In the early 1990s the socage vault, built in 1750, of Purschenstein Castle was placed under protection. Through grants the house, which is owned by the parish, was refurbished and, with the help of the local branch of the Ore Mountain Club, turned into a museum. In May 1996 the Ore Mountain Glassworks Museum (Erzgebirgische Glashüttenmuseum) opened its first exhibition. It contained pieces from the roughly 800-year-old glassmaking industry in the Ore Mountains.

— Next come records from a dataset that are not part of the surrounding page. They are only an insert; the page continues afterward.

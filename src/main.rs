use std::path::PathBuf;
use std::sync::Arc;

use clap::{ArgAction, Args, Parser, Subcommand};
use tokio::net::TcpListener;
use tokio::sync::Semaphore;
use tracing::info;
use tracing_subscriber::{fmt, prelude::*, EnvFilter};

use rentdesk::backup;
use rentdesk::owner::OwnerManager;
use rentdesk::store::FileStore;
use rentdesk::wire;

/// rentdesk - car rental bookings over the PostgreSQL wire protocol
///
/// Owners connect with any PostgreSQL client using their database name as the
/// account; customers book through `postgres://public:<password>@host/<owner>`.
#[derive(Debug, Parser)]
#[command(name = "rentdesk")]
#[command(author, version, about, long_about = None)]
#[command(propagate_version = true)]
struct Cli {
    /// Directory holding one sub-directory of tables per owner
    #[arg(long, env = "RENTDESK_DATA_DIR", default_value = "./data", global = true)]
    data_dir: PathBuf,

    /// Directory for JSON backups
    #[arg(long, env = "RENTDESK_BACKUP_DIR", default_value = "./backups", global = true)]
    backup_dir: PathBuf,

    /// Increase verbosity (-v for debug, -vv for trace)
    #[arg(short, long, action = ArgAction::Count, global = true)]
    verbose: u8,

    #[command(flatten)]
    serve: ServeArgs,

    /// Defaults to `serve`
    #[command(subcommand)]
    command: Option<Command>,
}

#[derive(Debug, Args)]
struct ServeArgs {
    #[arg(long, env = "RENTDESK_BIND", default_value = "0.0.0.0")]
    bind: String,

    #[arg(long, env = "RENTDESK_PORT", default_value_t = 5433)]
    port: u16,

    /// Password of the shared `public` booking login
    #[arg(long, env = "RENTDESK_PUBLIC_PASSWORD", default_value = "public", hide_env_values = true)]
    public_password: String,

    #[arg(long, env = "RENTDESK_MAX_CONNECTIONS", default_value_t = 256)]
    max_connections: usize,

    /// Serve Prometheus metrics on this port
    #[arg(long, env = "RENTDESK_METRICS_PORT")]
    metrics_port: Option<u16>,

    #[arg(long, env = "RENTDESK_TLS_CERT", value_name = "FILE")]
    tls_cert: Option<String>,

    #[arg(long, env = "RENTDESK_TLS_KEY", value_name = "FILE")]
    tls_key: Option<String>,
}

#[derive(Debug, Subcommand)]
enum Command {
    /// Accept client connections (default)
    Serve,
    /// Write JSON backups of owner records
    Backup {
        /// Only this owner; every owner when omitted
        #[arg(long)]
        owner: Option<String>,
    },
    /// Restore an `<owner>_backup_<stamp>.json` file (server must be stopped)
    Restore { file: PathBuf },
    /// List backup files
    ListBackups,
}

fn init_logging(verbose: u8) {
    let level = match verbose {
        0 => "info",
        1 => "debug",
        _ => "trace",
    };
    let env_filter = EnvFilter::try_from_default_env()
        .unwrap_or_else(|_| EnvFilter::new(format!("rentdesk={level}")));
    let _ = tracing_subscriber::registry()
        .with(env_filter)
        .with(fmt::layer().with_target(true))
        .try_init();
}

#[tokio::main]
async fn main() -> Result<(), Box<dyn std::error::Error>> {
    let cli = Cli::parse();
    init_logging(cli.verbose);

    match cli.command.unwrap_or(Command::Serve) {
        Command::Serve => serve(cli.serve, cli.data_dir).await,
        Command::Backup { owner } => {
            let store = FileStore::open(&cli.data_dir)?;
            let written = backup::backup(&store, &cli.backup_dir, owner.as_deref(), &backup::timestamp())?;
            if written.is_empty() {
                println!("nothing to back up");
            }
            for path in written {
                println!("{}", path.display());
            }
            Ok(())
        }
        Command::Restore { file } => {
            let store = FileStore::open(&cli.data_dir)?;
            let restored = backup::restore(&store, &file)?;
            println!(
                "restored {}: {} cars, {} bookings, {} expenses, {} logins",
                restored.owner, restored.cars, restored.bookings, restored.expenses, restored.users
            );
            Ok(())
        }
        Command::ListBackups => {
            let files = backup::list_backups(&cli.backup_dir)?;
            if files.is_empty() {
                println!("no backup files in {}", cli.backup_dir.display());
            }
            for (i, path) in files.iter().enumerate() {
                let name = path.file_name().unwrap_or_default().to_string_lossy();
                println!("{}. {name}", i + 1);
            }
            Ok(())
        }
    }
}

async fn serve(args: ServeArgs, data_dir: PathBuf) -> Result<(), Box<dyn std::error::Error>> {
    rentdesk::observability::init(args.metrics_port)?;
    let tls_acceptor =
        rentdesk::tls::load_tls_acceptor(args.tls_cert.as_deref(), args.tls_key.as_deref())?;

    let store = Arc::new(FileStore::open(&data_dir)?);
    let owners = Arc::new(OwnerManager::new(store));
    let max_connections = args.max_connections;
    let semaphore = Arc::new(Semaphore::new(max_connections));

    let addr = format!("{}:{}", args.bind, args.port);
    let listener = TcpListener::bind(&addr).await?;
    info!("rentdesk listening on {addr}");
    info!("  data_dir: {}", data_dir.display());
    info!("  max_connections: {max_connections}");
    info!("  tls: {}", if tls_acceptor.is_some() { "enabled" } else { "disabled" });
    info!("  metrics: {}", args.metrics_port.map_or("disabled".to_string(), |p| format!("http://0.0.0.0:{p}/metrics")));
    info!("  public booking link: postgres://public:<password>@<host>:{}/<owner>", args.port);

    // Graceful shutdown: stop accepting on SIGTERM/ctrl-c, drain in-flight connections
    let shutdown = async {
        let ctrl_c = tokio::signal::ctrl_c();
        #[cfg(unix)]
        {
            match tokio::signal::unix::signal(tokio::signal::unix::SignalKind::terminate()) {
                Ok(mut sigterm) => {
                    tokio::select! {
                        _ = ctrl_c => {}
                        _ = sigterm.recv() => {}
                    }
                }
                Err(e) => {
                    tracing::warn!("cannot listen for SIGTERM: {e}");
                    ctrl_c.await.ok();
                }
            }
        }
        #[cfg(not(unix))]
        {
            ctrl_c.await.ok();
        }
    };
    tokio::pin!(shutdown);

    loop {
        tokio::select! {
            result = listener.accept() => {
                let (socket, peer) = match result {
                    Ok(conn) => conn,
                    Err(e) => {
                        tracing::error!("accept error: {e}");
                        continue;
                    }
                };

                let permit = match semaphore.clone().try_acquire_owned() {
                    Ok(permit) => permit,
                    Err(_) => {
                        tracing::warn!("connection limit reached, rejecting {peer}");
                        metrics::counter!(rentdesk::observability::CONNECTIONS_REJECTED_TOTAL).increment(1);
                        drop(socket);
                        continue;
                    }
                };

                info!("connection from {peer}");
                metrics::counter!(rentdesk::observability::CONNECTIONS_TOTAL).increment(1);
                metrics::gauge!(rentdesk::observability::CONNECTIONS_ACTIVE).increment(1.0);
                let owners = owners.clone();
                let password = args.public_password.clone();
                let tls = tls_acceptor.clone();

                tokio::spawn(async move {
                    let _permit = permit; // held until connection closes
                    if let Err(e) = wire::process_connection(socket, owners, password, tls).await {
                        tracing::error!("connection error from {peer}: {e}");
                    }
                    metrics::gauge!(rentdesk::observability::CONNECTIONS_ACTIVE).decrement(1.0);
                });
            }
            _ = &mut shutdown => {
                info!("shutdown signal received, stopping accept loop");
                break;
            }
        }
    }

    // Wait for in-flight connections to finish (up to 10s)
    info!("draining connections...");
    let drain_deadline = tokio::time::sleep(std::time::Duration::from_secs(10));
    tokio::pin!(drain_deadline);

    loop {
        if semaphore.available_permits() == max_connections {
            info!("all connections drained");
            break;
        }
        tokio::select! {
            _ = &mut drain_deadline => {
                let remaining = max_connections - semaphore.available_permits();
                tracing::warn!("drain timeout, {remaining} connections still open");
                break;
            }
            _ = tokio::time::sleep(std::time::Duration::from_millis(100)) => {}
        }
    }

    info!("rentdesk stopped");
    Ok(())
}

#[cfg(test)]
mod tests {
    use super::*;
    use clap::CommandFactory;

    #[test]
    fn cli_is_well_formed() {
        Cli::command().debug_assert();
    }

    #[test]
    fn no_subcommand_means_serve() {
        let cli = Cli::try_parse_from(["rentdesk", "--port", "6000"]).unwrap();
        assert!(cli.command.is_none());
        assert_eq!(cli.serve.port, 6000);
    }

    #[test]
    fn backup_takes_owner() {
        let cli = Cli::try_parse_from(["rentdesk", "backup", "--owner", "acme"]).unwrap();
        match cli.command {
            Some(Command::Backup { owner }) => assert_eq!(owner.as_deref(), Some("acme")),
            other => panic!("unexpected {other:?}"),
        }
    }

    #[test]
    fn restore_needs_file() {
        assert!(Cli::try_parse_from(["rentdesk", "restore"]).is_err());
    }
}
#[cfg(test)]
mod tests {
    use super::*;

    const ID: &str = "01ARZ3NDEKTSV4RRFFQ69G5FAV";
    const CAR: &str = "01BX5ZZKBKACTAV9WEVGEMMVRZ";

    fn d(s: &str) -> Day {
        s.parse().unwrap()
    }

    #[test]
    fn parse_insert_car() {
        let sql = format!(
            "INSERT INTO cars (id, name, plate_number, model) VALUES ('{ID}', 'Premio', 'UBA 123X', 'Toyota')"
        );
        match parse_sql(&sql).unwrap() {
            Command::InsertCar(car) => {
                assert_eq!(car.id.to_string(), ID);
                assert_eq!(car.name, "Premio");
                assert_eq!(car.plate_number, "UBA 123X");
                assert_eq!(car.status, None);
            }
            other => panic!("expected InsertCar, got {other:?}"),
        }
    }

    #[test]
    fn parse_insert_car_generates_id_and_reads_status() {
        let sql = "INSERT INTO cars (name, plate_number, model, status) VALUES ('Noah', 'UBB 1', 'Toyota', 'maintenance')";
        match parse_sql(sql).unwrap() {
            Command::InsertCar(car) => assert_eq!(car.status, Some(CarStatus::Maintenance)),
            other => panic!("expected InsertCar, got {other:?}"),
        }
    }

    #[test]
    fn parse_insert_booking_with_optionals() {
        let sql = format!(
            "INSERT INTO bookings (id, car_id, customer_name, contact, start_date, end_date, purpose, amount_paid, rebooking) \
             VALUES ('{ID}', '{CAR}', 'Jane', '0700000000', '2024-06-01', '2024-06-05', 'Wedding', 450000, true)"
        );
        match parse_sql(&sql).unwrap() {
            Command::InsertBooking(b) => {
                assert_eq!(b.car_id.to_string(), CAR);
                assert_eq!(b.start_date, d("2024-06-01"));
                assert_eq!(b.end_date, d("2024-06-05"));
                assert_eq!(b.purpose.as_deref(), Some("Wedding"));
                assert_eq!(b.amount_paid, 450_000);
                assert!(b.rebooking);
            }
            other => panic!("expected InsertBooking, got {other:?}"),
        }
    }

    #[test]
    fn parse_insert_booking_defaults() {
        let sql = format!(
            "INSERT INTO bookings (car_id, customer_name, contact, start_date, end_date, purpose) \
             VALUES ('{CAR}', 'Jane', 'j@example.com', '2024-06-01', '2024-06-05', NULL)"
        );
        match parse_sql(&sql).unwrap() {
            Command::InsertBooking(b) => {
                assert_eq!(b.purpose, None);
                assert_eq!(b.amount_paid, 0);
                assert!(!b.rebooking);
            }
            other => panic!("expected InsertBooking, got {other:?}"),
        }
    }

    #[test]
    fn booking_request_rejects_owner_columns() {
        let sql = format!(
            "INSERT INTO booking_requests (car_id, customer_name, contact, start_date, end_date, amount_paid) \
             VALUES ('{CAR}', 'Jane', 'j@example.com', '2024-06-01', '2024-06-05', 10)"
        );
        assert!(matches!(
            parse_sql(&sql),
            Err(SqlError::UnknownColumn("booking_requests", c)) if c == "amount_paid"
        ));
    }

    #[test]
    fn parse_booking_request() {
        let sql = format!(
            "INSERT INTO booking_requests (car_id, customer_name, contact, start_date, end_date) \
             VALUES ('{CAR}', 'Jane', 'j@example.com', '2024-06-01', '2024-06-05')"
        );
        let cmd = parse_sql(&sql).unwrap();
        assert!(cmd.is_public());
        assert!(matches!(cmd, Command::InsertBookingRequest(_)));
    }

    #[test]
    fn parse_missing_column() {
        let sql = format!(
            "INSERT INTO bookings (car_id, customer_name, start_date, end_date) VALUES ('{CAR}', 'Jane', '2024-06-01', '2024-06-05')"
        );
        assert!(matches!(
            parse_sql(&sql),
            Err(SqlError::MissingColumn("bookings", "contact"))
        ));
    }

    #[test]
    fn parse_bad_date() {
        let sql = format!(
            "INSERT INTO bookings (car_id, customer_name, contact, start_date, end_date) VALUES ('{CAR}', 'Jane', 'x', '06/01/2024', '2024-06-05')"
        );
        assert!(matches!(
            parse_sql(&sql),
            Err(SqlError::BadDate("start_date", _))
        ));
    }

    #[test]
    fn parse_insert_expense() {
        let sql = format!(
            "INSERT INTO expenses (car_id, description, amount, kind, date) VALUES ('{CAR}', 'Oil change', 120000, 'Maintenance', '2024-05-02')"
        );
        match parse_sql(&sql).unwrap() {
            Command::InsertExpense(e) => {
                assert_eq!(e.amount, 120_000);
                assert_eq!(e.kind, ExpenseKind::Maintenance);
                assert_eq!(e.date, Some(d("2024-05-02")));
            }
            other => panic!("expected InsertExpense, got {other:?}"),
        }
    }

    #[test]
    fn parse_insert_user() {
        let sql = "INSERT INTO users (username, password) VALUES ('alice', 's3cret')";
        assert_eq!(
            parse_sql(sql).unwrap(),
            Command::InsertUser {
                username: "alice".into(),
                password: "s3cret".into()
            }
        );
    }

    #[test]
    fn parse_update_car_service() {
        let sql = format!(
            "UPDATE cars SET status = 'Maintenance', next_service_date = '2024-09-01' WHERE id = '{CAR}'"
        );
        match parse_sql(&sql).unwrap() {
            Command::UpdateCar { id, changes } => {
                assert_eq!(id.to_string(), CAR);
                assert_eq!(changes.status, Some(CarStatus::Maintenance));
                assert_eq!(changes.next_service_date, Some(d("2024-09-01")));
                assert_eq!(changes.name, None);
            }
            other => panic!("expected UpdateCar, got {other:?}"),
        }
    }

    #[test]
    fn parse_update_booking_status() {
        let sql = format!("UPDATE bookings SET status = 'approved' WHERE id = '{ID}'");
        match parse_sql(&sql).unwrap() {
            Command::UpdateBooking { changes, .. } => {
                assert_eq!(changes.status, Some(BookingStatus::Approved));
                assert!(!changes.touches_dates());
            }
            other => panic!("expected UpdateBooking, got {other:?}"),
        }
    }

    #[test]
    fn parse_update_rejects_unknown_status() {
        let sql = format!("UPDATE bookings SET status = 'Cancelled' WHERE id = '{ID}'");
        assert!(matches!(
            parse_sql(&sql),
            Err(SqlError::BadValue("status", _))
        ));
    }

    #[test]
    fn parse_update_requires_id() {
        let sql = "UPDATE bookings SET status = 'Approved'";
        assert!(matches!(parse_sql(sql), Err(SqlError::MissingFilter("id"))));
    }

    #[test]
    fn parse_deletes() {
        let sql = format!("DELETE FROM cars WHERE id = '{CAR}'");
        assert!(matches!(parse_sql(&sql).unwrap(), Command::DeleteCar { .. }));
        let sql = format!("DELETE FROM bookings WHERE id = '{ID}'");
        assert!(matches!(parse_sql(&sql).unwrap(), Command::DeleteBooking { .. }));
        let sql = "DELETE FROM expenses WHERE id = '01ARZ3NDEKTSV4RRFFQ69G5FAV'";
        assert!(matches!(parse_sql(sql), Err(SqlError::ReadOnlyTable("expenses"))));
    }

    #[test]
    fn parse_simple_selects() {
        assert_eq!(parse_sql("SELECT * FROM cars").unwrap(), Command::SelectCars);
        assert_eq!(parse_sql("select * from Expenses").unwrap(), Command::SelectExpenses);
        assert_eq!(parse_sql("SELECT * FROM maintenance").unwrap(), Command::SelectMaintenance);
        assert_eq!(parse_sql("SELECT * FROM summary").unwrap(), Command::SelectSummary);
        assert_eq!(
            parse_sql("SELECT * FROM bookings").unwrap(),
            Command::SelectBookings { car_id: None }
        );
    }

    #[test]
    fn parse_select_bookings_by_car() {
        let sql = format!("SELECT * FROM bookings WHERE car_id = '{CAR}'");
        match parse_sql(&sql).unwrap() {
            Command::SelectBookings { car_id } => assert_eq!(car_id.unwrap().to_string(), CAR),
            other => panic!("expected SelectBookings, got {other:?}"),
        }
    }

    #[test]
    fn parse_select_conflicts() {
        let sql = format!(
            "SELECT * FROM conflicts WHERE car_id = '{CAR}' AND start_date >= '2024-06-04' AND end_date <= '2024-06-06'"
        );
        match parse_sql(&sql).unwrap() {
            Command::SelectConflicts { start, end, .. } => {
                assert_eq!(start, d("2024-06-04"));
                assert_eq!(end, d("2024-06-06"));
            }
            other => panic!("expected SelectConflicts, got {other:?}"),
        }
    }

    #[test]
    fn parse_select_available_cars() {
        let sql = "SELECT * FROM available_cars WHERE (start_date = '2024-06-01') AND end_date <= '2024-06-03'";
        let cmd = parse_sql(sql).unwrap();
        assert!(cmd.is_public());
        assert_eq!(
            cmd,
            Command::SelectAvailableCars {
                start: d("2024-06-01"),
                end: d("2024-06-03")
            }
        );
    }

    #[test]
    fn parse_select_available_cars_needs_dates() {
        let sql = "SELECT * FROM available_cars WHERE start_date >= '2024-06-01'";
        assert!(matches!(
            parse_sql(sql),
            Err(SqlError::MissingFilter("end_date"))
        ));
    }

    #[test]
    fn owner_commands_are_not_public() {
        assert!(!parse_sql("SELECT * FROM cars").unwrap().is_public());
        assert!(!parse_sql("SELECT * FROM summary").unwrap().is_public());
    }

    #[test]
    fn parse_unknown_table_errors() {
        let sql = "INSERT INTO foobar (id) VALUES ('01ARZ3NDEKTSV4RRFFQ69G5FAV')";
        assert!(matches!(parse_sql(sql), Err(SqlError::UnknownTable(_))));
    }

    #[test]
    fn parse_empty_errors() {
        assert!(matches!(parse_sql(""), Err(SqlError::Empty)));
    }
}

The exhibition focusses particularly on the history of the Heidelbach Glassworks from 1488 to 1827. Since opening, the museum has also been enhanced by the replica of a glass melting furnace in an adjoining building, which should enable the production of clear glass jars to be demonstrated to the public.

In May 2006, the museum celebrated its anniversary with a festive weekend. Since then, there have been glass blowing demonstrations on public holidays. Here replicas, such as fly traps, Goethe barometers or Nuppen glasses are made. Nuppen are typical glass ornaments that imitate shimmering, coloured gemstones but also serve to improve grip. Such glasses were used in the late Middle Ages amongst the upper classes. Stained glass painting and glass engraving can be seen on demonstration days at the museum.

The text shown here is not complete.